The first tab, Network, allows you to enter the parameters of the network. Always indicate an input layer and an output layer, each one with the number of neurons in them, but bearing in mind that we will reserve as many values at the end of each row of data loaded as neurons we have selected for the output layer. The rest of the values will be used as inputs. If we want to add hidden layers, we can do it by providing a comma separated list of values.
Training parameters are provided on the Training tab. The maximum number of iterations, indicates how many times the network has to process the complete set of data used for training; the parameters learningrate and momentum have the meaning indicated above; Maximum error provides a minimum acceptable error level to stop the training process before finishing all iterations. Finally, we indicate, for the data set that we are going to load in a csv file, the percentage of samples that will be used for the training. This value must be indicated before loading the data.
While training the network, we can continue interacting with the program, seeing a graph with the variation of the network error and the iterations made:
Finally, once the network is trained, we can check the result by processing the data that has not been used for the training:
This graphic is not a very orthodox one. In the upper part are the quantities of samples whose expected value has a difference with the value provided of the network lower than n / 10 parts of the maximum error committed by the network. In the capture, for example, there are 2474 samples with an error less than 1/10 of the maximum error.

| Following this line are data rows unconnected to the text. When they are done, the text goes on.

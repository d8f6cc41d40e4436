use std::path::Path;
use std::time::Duration;

use anyhow::{anyhow, Result};
use once_cell::sync::OnceCell;
use serde::{Deserialize, Serialize};

use crate::presets::SocialFormat;

static CONFIG: OnceCell<RuntimeConfig> = OnceCell::new();

/// The upload namespace used when no `folder` is configured.
pub const DEFAULT_FOLDER: &str = "social-format-uploads";

pub fn config() -> &'static RuntimeConfig {
    CONFIG.get().expect("config init")
}

#[cfg(test)]
pub fn init_test(data: &str) -> Result<()> {
    let cfg: RuntimeConfig = serde_yaml::from_str(data)?;
    let _ = CONFIG.set(cfg);
    Ok(())
}

/// Loads the runtime config from the given file, falling back to the
/// defaults when no file is given.
///
/// This can only be called once per process.
pub async fn init(config_file: Option<&Path>) -> Result<()> {
    let cfg = match config_file {
        None => RuntimeConfig::default(),
        Some(path) => load(path).await?,
    };

    cfg.validate()?;

    CONFIG
        .set(cfg)
        .map_err(|_| anyhow!("Runtime config has already been initialised."))
}

async fn load(path: &Path) -> Result<RuntimeConfig> {
    let file = tokio::fs::read(path).await?;

    match path.extension().and_then(|ext| ext.to_str()) {
        Some("json") => Ok(serde_json::from_slice(&file)?),
        Some("yaml") | Some("yml") => Ok(serde_yaml::from_slice(&file)?),
        other => Err(anyhow!(
            "Config file must be either `json` or `yaml`, got {:?}",
            other,
        )),
    }
}

#[derive(Debug, Deserialize)]
pub struct RuntimeConfig {
    #[serde(default = "default_folder")]
    /// The folder uploads are placed in on the provider.
    ///
    /// Defaults to `social-format-uploads`.
    pub folder: String,

    #[serde(default)]
    /// The preset selected before the user picks one.
    ///
    /// Must be one of the preset labels, e.g. `"instagram square (1:1)"`.
    pub default_preset: SocialFormat,

    #[serde(default = "default_max_upload_size")]
    /// The max request body size in bytes the upload endpoint accepts.
    ///
    /// Defaults to 10MiB.
    pub max_upload_size: usize,

    #[serde(default)]
    /// The upstream image provider config.
    pub provider: ProviderConfig,
}

impl Default for RuntimeConfig {
    fn default() -> Self {
        Self {
            folder: default_folder(),
            default_preset: SocialFormat::default(),
            max_upload_size: default_max_upload_size(),
            provider: ProviderConfig::default(),
        }
    }
}

impl RuntimeConfig {
    fn validate(&self) -> Result<()> {
        if self.folder.trim().is_empty() {
            return Err(anyhow!("`folder` must not be empty."));
        }

        if self.max_upload_size == 0 {
            return Err(anyhow!("`max_upload_size` must be greater than 0."));
        }

        url::Url::parse(&self.provider.api_url)
            .map_err(|e| anyhow!("`provider.api_url` is not a valid url: {}", e))?;
        url::Url::parse(&self.provider.delivery_url)
            .map_err(|e| anyhow!("`provider.delivery_url` is not a valid url: {}", e))?;

        Ok(())
    }
}

#[derive(Debug, Deserialize)]
pub struct ProviderConfig {
    #[serde(default = "default_api_url")]
    /// The base url of the upload API.
    pub api_url: String,

    #[serde(default = "default_delivery_url")]
    /// The base url renderings are delivered from.
    pub delivery_url: String,

    #[serde(default)]
    /// An optional timeout in seconds for requests made to the provider.
    ///
    /// No timeout is applied if this is unset.
    pub timeout: Option<u64>,
}

impl Default for ProviderConfig {
    fn default() -> Self {
        Self {
            api_url: default_api_url(),
            delivery_url: default_delivery_url(),
            timeout: None,
        }
    }
}

impl ProviderConfig {
    #[inline]
    pub fn timeout(&self) -> Option<Duration> {
        self.timeout.map(Duration::from_secs)
    }
}

/// The account credentials used to talk to the provider.
///
/// These are given by the environment at startup and are never
/// read from the config file.
#[derive(Clone)]
pub struct ProviderCredentials {
    pub cloud_name: String,
    pub api_key: String,
    pub api_secret: String,
}

impl ProviderCredentials {
    pub fn new(cloud_name: String, api_key: String, api_secret: String) -> Result<Self> {
        for (name, value) in [
            ("cloud name", &cloud_name),
            ("api key", &api_key),
            ("api secret", &api_secret),
        ] {
            if value.trim().is_empty() {
                return Err(anyhow!("The provider {} must not be empty.", name));
            }
        }

        Ok(Self {
            cloud_name,
            api_key,
            api_secret,
        })
    }
}

impl std::fmt::Debug for ProviderCredentials {
    fn fmt(&self, f: &mut std::fmt::Formatter<'_>) -> std::fmt::Result {
        f.debug_struct("ProviderCredentials")
            .field("cloud_name", &self.cloud_name)
            .field("api_key", &self.api_key)
            .field("api_secret", &"<redacted>")
            .finish()
    }
}

/// The template written out by the `init` command.
#[derive(Serialize)]
pub struct ConfigTemplate {
    pub folder: &'static str,
    pub default_preset: &'static str,
    pub max_upload_size: usize,
    pub provider: ProviderTemplate,
}

#[derive(Serialize)]
pub struct ProviderTemplate {
    pub api_url: String,
    pub delivery_url: String,
    pub timeout: Option<u64>,
}

impl ConfigTemplate {
    pub fn new() -> Self {
        Self {
            folder: DEFAULT_FOLDER,
            default_preset: SocialFormat::default().label(),
            max_upload_size: default_max_upload_size(),
            provider: ProviderTemplate {
                api_url: default_api_url(),
                delivery_url: default_delivery_url(),
                timeout: Some(30),
            },
        }
    }
}

fn default_folder() -> String {
    DEFAULT_FOLDER.to_string()
}

const fn default_max_upload_size() -> usize {
    10 * 1024 * 1024
}

fn default_api_url() -> String {
    "https://api.cloudinary.com".to_string()
}

fn default_delivery_url() -> String {
    "https://res.cloudinary.com".to_string()
}

#[cfg(test)]
mod tests {
    use super::*;

    #[test]
    fn empty_document_uses_defaults() {
        let cfg: RuntimeConfig = serde_yaml::from_str("{}").unwrap();
        assert_eq!(cfg.folder, DEFAULT_FOLDER);
        assert_eq!(cfg.default_preset, SocialFormat::InstagramSquare);
        assert_eq!(cfg.max_upload_size, 10 * 1024 * 1024);
        assert_eq!(cfg.provider.api_url, "https://api.cloudinary.com");
        assert!(cfg.provider.timeout().is_none());
        assert!(cfg.validate().is_ok());
    }

    #[test]
    fn default_preset_is_parsed_from_label() {
        let cfg: RuntimeConfig =
            serde_yaml::from_str("default_preset: \"tweeter post (16:9)\"").unwrap();
        assert_eq!(cfg.default_preset, SocialFormat::TweeterPost);
    }

    #[test]
    fn invalid_values_fail_validation() {
        let cfg: RuntimeConfig = serde_yaml::from_str("folder: \"  \"").unwrap();
        assert!(cfg.validate().is_err());

        let cfg: RuntimeConfig =
            serde_yaml::from_str("provider:\n  api_url: \"not a url\"").unwrap();
        assert!(cfg.validate().is_err());
    }

    #[test]
    fn template_parses_back_into_a_valid_config() {
        let out = serde_yaml::to_string(&ConfigTemplate::new()).unwrap();
        let cfg: RuntimeConfig = serde_yaml::from_str(&out).unwrap();
        assert!(cfg.validate().is_ok());
        assert_eq!(cfg.provider.timeout(), Some(Duration::from_secs(30)));
    }

    #[test]
    fn credentials_must_be_present() {
        assert!(ProviderCredentials::new("demo".into(), "key".into(), "".into()).is_err());
        assert!(ProviderCredentials::new(" ".into(), "key".into(), "secret".into()).is_err());

        let creds =
            ProviderCredentials::new("demo".into(), "key".into(), "secret".into()).unwrap();
        assert!(!format!("{:?}", creds).contains("\"secret\""));
    }
}
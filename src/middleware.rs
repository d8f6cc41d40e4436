use poem::http::{Method, StatusCode};
use poem::web::headers::{ContentLength, HeaderMapExt};
use poem::{Endpoint, IntoResponse, Middleware, Request, Response, Result};

/// Caps the size of request bodies.
///
/// Only requests that carry a body are checked, those must declare a
/// `Content-Length` no larger than `max_size`. Reads pass straight through.
pub struct BodyLimit {
    max_size: usize,
}

impl BodyLimit {
    pub fn new(max_size: usize) -> Self {
        Self { max_size }
    }
}

impl<E: Endpoint> Middleware<E> for BodyLimit {
    type Output = BodyLimitEndpoint<E>;

    fn transform(&self, ep: E) -> Self::Output {
        BodyLimitEndpoint {
            inner: ep,
            max_size: self.max_size,
        }
    }
}

pub struct BodyLimitEndpoint<E> {
    inner: E,
    max_size: usize,
}

#[poem::async_trait]
impl<E: Endpoint> Endpoint for BodyLimitEndpoint<E> {
    type Output = Response;

    async fn call(&self, req: Request) -> Result<Self::Output> {
        if has_body(req.method()) {
            match req.headers().typed_get::<ContentLength>() {
                None => {
                    return Ok(rejection(
                        StatusCode::LENGTH_REQUIRED,
                        "request body must declare its length".to_string(),
                    ))
                },
                Some(ContentLength(len)) if len > self.max_size as u64 => {
                    debug!(len, max = self.max_size, "Rejecting oversized request body");
                    return Ok(rejection(
                        StatusCode::PAYLOAD_TOO_LARGE,
                        format!("request body exceeds the limit of {} bytes", self.max_size),
                    ));
                },
                Some(_) => {},
            }
        }

        self.inner.call(req).await.map(IntoResponse::into_response)
    }
}

#[inline]
fn has_body(method: &Method) -> bool {
    matches!(*method, Method::POST | Method::PUT | Method::PATCH)
}

fn rejection(status: StatusCode, error: String) -> Response {
    Response::builder()
        .status(status)
        .content_type("application/json")
        .body(serde_json::json!({ "error": error }).to_string())
}

#[cfg(test)]
mod tests {
    use poem::test::TestClient;
    use poem::{handler, post, EndpointExt, Route};

    use super::*;

    #[handler]
    fn accept() -> &'static str {
        "ok"
    }

    fn limited() -> TestClient<impl Endpoint> {
        let app = Route::new()
            .at("/", post(accept).get(accept))
            .with(BodyLimit::new(8));
        TestClient::new(app)
    }

    #[tokio::test]
    async fn reads_without_length_pass() {
        let res = limited().get("/").send().await;
        res.assert_status(StatusCode::OK);
    }

    #[tokio::test]
    async fn bodies_are_capped() {
        let app = limited();

        let res = app
            .post("/")
            .typed_header(ContentLength(4))
            .body("tiny")
            .send()
            .await;
        res.assert_status(StatusCode::OK);

        let res = app
            .post("/")
            .typed_header(ContentLength(16))
            .body("far too long ...")
            .send()
            .await;
        res.assert_status(StatusCode::PAYLOAD_TOO_LARGE);
        let body = res.json().await;
        assert!(body
            .value()
            .object()
            .get("error")
            .string()
            .contains("8 bytes"));
    }
}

The graph of the lower part represents the differences for each sample between the actual and calculated values, with an arrow that starts from the actual value and ends, as an arrow, in the value calculated by the network. These graphs only make sense for networks with a single output neuron.
I have added two sets of data that can be used to perform tests, iris.csv, obtained from the R application, with 4 data values and a result value for three lily species, and postures.csv, with 20 data values and one of result, which represent values of two different positions obtained with the Microsoft Kinect sensor, according to the normalization of the posture that I provided in these articles.
All the data loaded in the program is scaled within the interval (-1, 1), regardless of its value.